2.2.1 Random numbers


The basic concept in all sampling is the random sample. A sample of objects from a population is random if all the members of the population have an equal chance of appearing in the sample. It is very important to remember that this applies to all members of the population, exceptional as well as typical members. For instance, the whiting landed by any one ship at Lowestoft will usually (and here it will be assumed always) have a smooth unimodal length composition, with the mode usually between 28 and 30 cm, but occasionally, say once in 30 times, as high as 35 cm. A single sample of whiting from one ship if taken at random must therefore occasionally (once in 30 times on an average) give a mode at or above 35 cm, but usually around 28 to 30 cm. If then a fishery biologist, relying on one sample, obtained a mode at 35 cm, this departure from the average of 29 cm does not necessarily indicate nonrandomness because such misfortune will occur one in 30 times. The answer is to take more samples - all of 3 samples will have modes over 35 cm only once in 27,000 times.

2.2.1 Random numbers


Example 2.2.1.1
Example 2.2.1.2


A useful and widely applicable method of obtaining a truly random sample is by use of random numbers, as described in most statistical books. The individuals in the population from which a sample is to be drawn are allotted numbers, and those to be sampled are determined by reference to a table of random numbers. For instance, if a sample of 5 has to be taken from a population of 100, and the first 5 random numbers are 3, 47, 43, 73, and 86, the individuals corresponding to those numbers will be sampled. If the number of individuals in the population is not exactly 100 (or 1,000 etc.) some of the random numbers occurring will not correspond to numbers of the population and will have to be discarded. This wastage can be reduced if two or more numbers are ascribed to each individual, provided each individual has the same, i.e. has an equal chance of occurring in the samples. Suppose, for example, 5 units have to be sampled from a population of 24; in this case to each individual 4 numbers would be allocated - the first unit having for instance numbers 01 to 04 etc., the 24th having 93-96, so that only the numbers 97-100 are not used. The individuals to be sampled, corresponding to the previous set of five random numbers, would then be numbers 1, 12, 11, 16 and 22 (if one of the random numbers is 97 or over, it is discarded and another one taken). Instead of choosing all the units in the sample individually from the table of random numbers, units may be taken at regular intervals, e.g. every fifth or hundredth unit, and only the first chosen by use of random numbers. In the first example, one twentieth of the population is to be sampled, so that the sampling interval would be 20. The first random number is 3, so the complete sample would be the units numbered 3, 23, 43, 63, 83. Such a system can be dangerous when there is any natural periodicity in the population corresponding to the interval of sampling. For example, sampling at a landing place to obtain total catch should not be done every 7 or 14 days when there are great systematic differences between landings on different days of the week.

Example 2.2.1.1

Fish are landed at a certain landing place throughout the year. The total landings are to be estimated by sampling the catches in 30 days during the year. Determine the days on which sampling is to be done by using random numbers:

(a) directly from sets of random numbers 000 to 999, by numbering the days 1 to 365;

(b) by giving each day 2 numbers, 1 and 2 to 729 and 730;

(c) by giving each day 27 numbers, 1-27 up to 9829-9855, using random numbers 0000 to 9999;

(d) by sampling every 12 days, the starting day being chosen at random from days 1-12 (some samples may have 31 days).
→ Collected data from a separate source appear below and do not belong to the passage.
// Built once per process, shared by every session, never rebuilt.
// Routing and selection only ever see this view of the corpus.

use std::collections::BTreeMap;
use std::sync::Arc;

use chrono::{DateTime, Utc};

use crate::cache::assemble::render_summaries;
use crate::document::{DocumentId, DocumentVersion};

#[derive(Debug)]
pub struct SummaryIndex {
    entries: BTreeMap<DocumentId, String>,
    rendered: Arc<str>,
    fingerprint: DocumentVersion,
    created_at: DateTime<Utc>, // informational only
}

impl SummaryIndex {
    pub fn new(entries: BTreeMap<DocumentId, String>, created_at: DateTime<Utc>) -> Self {
        let rendered: Arc<str> = render_summaries(&entries).into();
        let fingerprint = DocumentVersion::from_content(rendered.as_bytes());
        Self {
            entries,
            rendered,
            fingerprint,
            created_at,
        }
    }

    pub fn summary_of(&self, id: &DocumentId) -> Option<&str> {
        self.entries.get(id).map(String::as_str)
    }

    pub fn all_summaries(&self) -> &BTreeMap<DocumentId, String> {
        &self.entries
    }

    /// Summaries of the given identities; unknown identities are skipped.
    pub fn subset<'a>(&'a self, ids: &'a [DocumentId]) -> BTreeMap<&'a DocumentId, &'a str> {
        ids.iter()
            .filter_map(|id| self.summary_of(id).map(|s| (id, s)))
            .collect()
    }

    /// All summaries as one delimited text, rendered at construction.
    pub fn rendered(&self) -> &str {
        &self.rendered
    }

    pub fn fingerprint(&self) -> &DocumentVersion {
        &self.fingerprint
    }

    pub fn created_at(&self) -> DateTime<Utc> {
        self.created_at
    }

    pub fn len(&self) -> usize {
        self.entries.len()
    }

    pub fn is_empty(&self) -> bool {
        self.entries.is_empty()
    }
}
If random numbers, or a similar randomizing process are not used, then it is likely that all individuals in the population will not have equal chances of appearing in the sample. If there is any correlation between the quantity being measured and probability of appearing in the sample, the result may be biased, perhaps strongly. For instance at a busy fish market it is often convenient when sampling the landings of a particular boat to work on the fish landed first. These will tend to be the fish caught last, and therefore the freshest. Such a sample would be heavily biased if used to estimate the freshness of the fish landed. The fish caught last will not however be very likely to differ in size from the other fish, so sampling the fish landed first may give unbiased estimates of the average size. The absence of bias must not be assumed too readily, and the possibility of bias arising must be carefully investigated. In the example above bias could arise if ships tended to do some fishing near their home port at the end of the trip, and if the size of fish on these grounds is different from the average. These and other sources of possible bias can only be detected and eliminated if there is a full knowledge and understanding of the fishery - how the fish are caught, how they are handled on board, and the arrangements of the fish market.

The precision of estimates obtained by true random sampling is readily determined. If a population is being sampled for some characteristic (e.g. vertebral count), which in the population has mean M, variance S2, and a sample of n independent random individuals is taken with values xi... xn, the resulting estimate of the mean value in the population is

(2.1)

and mean of = M (the estimate is unbiased) and variance of (or more shortly var ) = S2, assuming that N, the total number in the population, is large compared with n.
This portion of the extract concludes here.